Had to upper-case the undelimited "qsys2/users"? That is, is the
claim made above, that QSYS2/USERS had to be specified instead of
qsys2/users being specified? Perhaps no matter, per seemingly something
is amiss with that claim. Seeing what was the failing request [and the
error details] and what was the successful request, likely would expose
a difference beyond the casing.
FWiW:
Undelimited identifiers in SQL are automatically folded to upper
case, just like the CL command-line operates. None of the [presumably
functional] offers of examples for the proper invocation included
upper-case names, so whatever was the origin for any "not found" error,
apparently the issue was not due to upper vs lower vs mixed case.
If delimited names [aka identifiers], then "QSYS2" and "USERS", with
the appropriate [specific to the NAMING OPTION] qualifier-character;
e.g. the slash. The specification "QSYS2"/"USERS" is no different than
specifying Qsys2/Users because the latter is implicitly folded to
upper-case and for the former the double-quote as delimiters are
superfluous [thus in essence, the double-quotes are stripped], but the
specification of "Qsys2"/"Users" is different from specifying
"qsys2"/"users" because the double-quote as delimiter dictates no
folding of the names.

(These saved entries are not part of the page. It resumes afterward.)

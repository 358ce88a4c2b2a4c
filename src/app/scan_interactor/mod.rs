// Scan interactor - Lists a recordings directory and groups its clips

use serde::Serialize;
use std::path::Path;
use std::sync::Arc;
use tracing::{debug, info};

use crate::domain::index::ClipIndex;
use crate::error::ConsolidatorResult;
use crate::ports::FsPort;

/// Per camera and date clip count, for reporting
#[derive(Debug, Clone, PartialEq, Eq, Serialize)]
pub struct ScanRow {
    pub camera: String,
    pub date: String,
    pub clips: usize,
}

/// Interactor for the directory scan use case
pub struct ScanInteractor {
    fs_port: Arc<dyn FsPort>,
}

impl ScanInteractor {
    pub fn new(fs_port: Arc<dyn FsPort>) -> Self {
        Self { fs_port }
    }

    /// List `dir`, keep files with `extension` (case-insensitive), and group them
    pub async fn scan(&self, dir: &Path, extension: &str) -> ConsolidatorResult<ClipIndex> {
        info!("Scanning {}", dir.display());
        let mut names: Vec<String> = self
            .fs_port
            .list_dir(dir)
            .await?
            .into_iter()
            .filter(|name| has_extension(name, extension))
            .collect();
        names.sort();
        debug!("{} candidate files", names.len());

        let index = ClipIndex::build(dir, &names)?;
        info!(
            cameras = index.cameras().len(),
            dates = index.dates().len(),
            files = index.len(),
            "Found {} files from {} cameras over {} dates",
            index.len(),
            index.cameras().len(),
            index.dates().len()
        );
        Ok(index)
    }

    /// Clip counts per camera then date, both ascending
    pub fn summarize(index: &ClipIndex) -> Vec<ScanRow> {
        index
            .by_camera()
            .iter()
            .flat_map(|(camera, dates)| {
                dates.iter().map(move |(date, times)| ScanRow {
                    camera: camera.clone(),
                    date: date.clone(),
                    clips: times.len(),
                })
            })
            .collect()
    }
}

fn has_extension(name: &str, extension: &str) -> bool {
    Path::new(name)
        .extension()
        .and_then(|e| e.to_str())
        .map_or(false, |e| e.eq_ignore_ascii_case(extension.trim_start_matches('.')))
}

#[cfg(test)]
mod tests {
    use super::*;
    use crate::adapters::TokioFsAdapter;
    use crate::error::ConsolidatorError;
    use tempfile::TempDir;

    fn touch(dir: &TempDir, name: &str) {
        std::fs::write(dir.path().join(name), b"x").unwrap();
    }

    #[tokio::test]
    async fn test_scan_filters_by_extension() {
        let dir = TempDir::new().unwrap();
        touch(&dir, "1001_2021-01-01_00-00-00.mp4");
        touch(&dir, "1001_2021-01-01_00-05-00.MP4");
        touch(&dir, "2002_2021-01-02_00-00-00.mp4");
        touch(&dir, "notes.txt");
        touch(&dir, "1001_2021-01-01_00-00-00.jpg");

        let interactor = ScanInteractor::new(Arc::new(TokioFsAdapter::new()));
        let index = interactor.scan(dir.path(), "mp4").await.unwrap();
        assert_eq!(index.len(), 3);
        assert_eq!(
            ScanInteractor::summarize(&index),
            vec![
                ScanRow {
                    camera: "1001".to_string(),
                    date: "2021-01-01".to_string(),
                    clips: 2
                },
                ScanRow {
                    camera: "2002".to_string(),
                    date: "2021-01-02".to_string(),
                    clips: 1
                },
            ]
        );
    }

    #[tokio::test]
    async fn test_case_variants_collide() {
        let dir = TempDir::new().unwrap();
        touch(&dir, "1001_2021-01-01_00-00-00.mp4");
        touch(&dir, "1001_2021-01-01_00-00-00.MP4");

        let interactor = ScanInteractor::new(Arc::new(TokioFsAdapter::new()));
        let err = interactor.scan(dir.path(), "mp4").await.unwrap_err();
        assert!(matches!(err, ConsolidatorError::DuplicateClipKey { .. }));
    }

    #[tokio::test]
    async fn test_malformed_name_fails_scan() {
        let dir = TempDir::new().unwrap();
        touch(&dir, "holiday.mp4");
        let interactor = ScanInteractor::new(Arc::new(TokioFsAdapter::new()));
        assert!(matches!(
            interactor.scan(dir.path(), "mp4").await,
            Err(ConsolidatorError::MalformedFilename { .. })
        ));
    }

    #[test]
    fn test_has_extension() {
        assert!(has_extension("a.MP4", "mp4"));
        assert!(has_extension("a.mp4", ".mp4"));
        assert!(!has_extension("a.mp4.part", "mp4"));
        assert!(!has_extension("mp4", "mp4"));
    }
}
//! CCTV clip consolidator
//!
//! Scans a directory of per-camera recordings named
//! `<camera>_<yyyy-mm-dd>_<hh-mm-ss>.mp4`, probes them, and renders one video per
//! camera and day with the capture time overlaid.
//!
//! # Usage
//!
//! ```bash
//! consolidator --base-dir ~/Documents/V380
//! consolidator run --date 2021-01-02 --speed 8 --timestamp srt
//! consolidator scan --json
//! consolidator clean
//! ```

use anyhow::Result;
use clap::Parser;
use tracing::info;

use cctv_consolidator::cli::{args::RunArgs, commands, Cli, Commands};
use cctv_consolidator::utils::logging::LoggingConfig;

/// Main entry point for the consolidator
#[tokio::main]
async fn main() -> Result<()> {
    let cli = Cli::parse();

    LoggingConfig {
        level: cli.log_level,
        format: cli.log_format,
        target: false,
    }
    .init()?;

    info!("Starting consolidator {}", env!("CARGO_PKG_VERSION"));

    match cli.command {
        None => {
            commands::run(&cli.config, &RunArgs::default()).await?;
        }
        Some(Commands::Run(args)) => {
            commands::run(&cli.config, &args).await?;
        }
        Some(Commands::Scan(args)) => {
            commands::scan(&cli.config, &args).await?;
        }
        Some(Commands::Clean) => {
            commands::clean(&cli.config).await?;
        }
    }

    Ok(())
}
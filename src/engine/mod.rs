//! Execution engine: concurrent batches and progress reporting

pub mod batch;
pub mod progress;

pub use batch::{BatchOptions, BatchOutcome, BatchProgress, BatchRunner, ItemError};
pub use progress::{
    ConsoleProgressReporter, Eta, EtaEstimator, ProgressEvent, ProgressSink, Throttle,
};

Since some revision level [TR, PTF, ??], on V7
[IBM i 7.#], the ability exists to use the period as qualifier-character
irrespective the chosen SQL naming-option; in some earlier releases, in
my experience, scalar functions could not even be library-qualified when
using System [*SYS] naming, so they were limited to being found
according to the PATH.
As other replies have offered, what was referenced by qualified name
is not a TABLE or a VIEW, but a User Defined Table Function (UDTF). As
a User Defined Function (UDF) [table-function or scalar-function], the
name must be followed by parentheses [to distinguish the identifier as a
function vs a column-name or a variable-name], and any required
comma-separated arguments specified betwixt the left-paren and
right-paren characters. The function will be found when correctly
specified with both a compatible number of arguments and a compatible
data-type for each argument, irrespective the casing of non-delimited
names; in the given example, apparently zero-arguments is at least one
supported invocation. I do not know [nor really care much] why the SQL
insists the table-function reference be enclosed in a TABLE() for a
table-reference, instead of just intuiting the intent, I just appease
the picky language.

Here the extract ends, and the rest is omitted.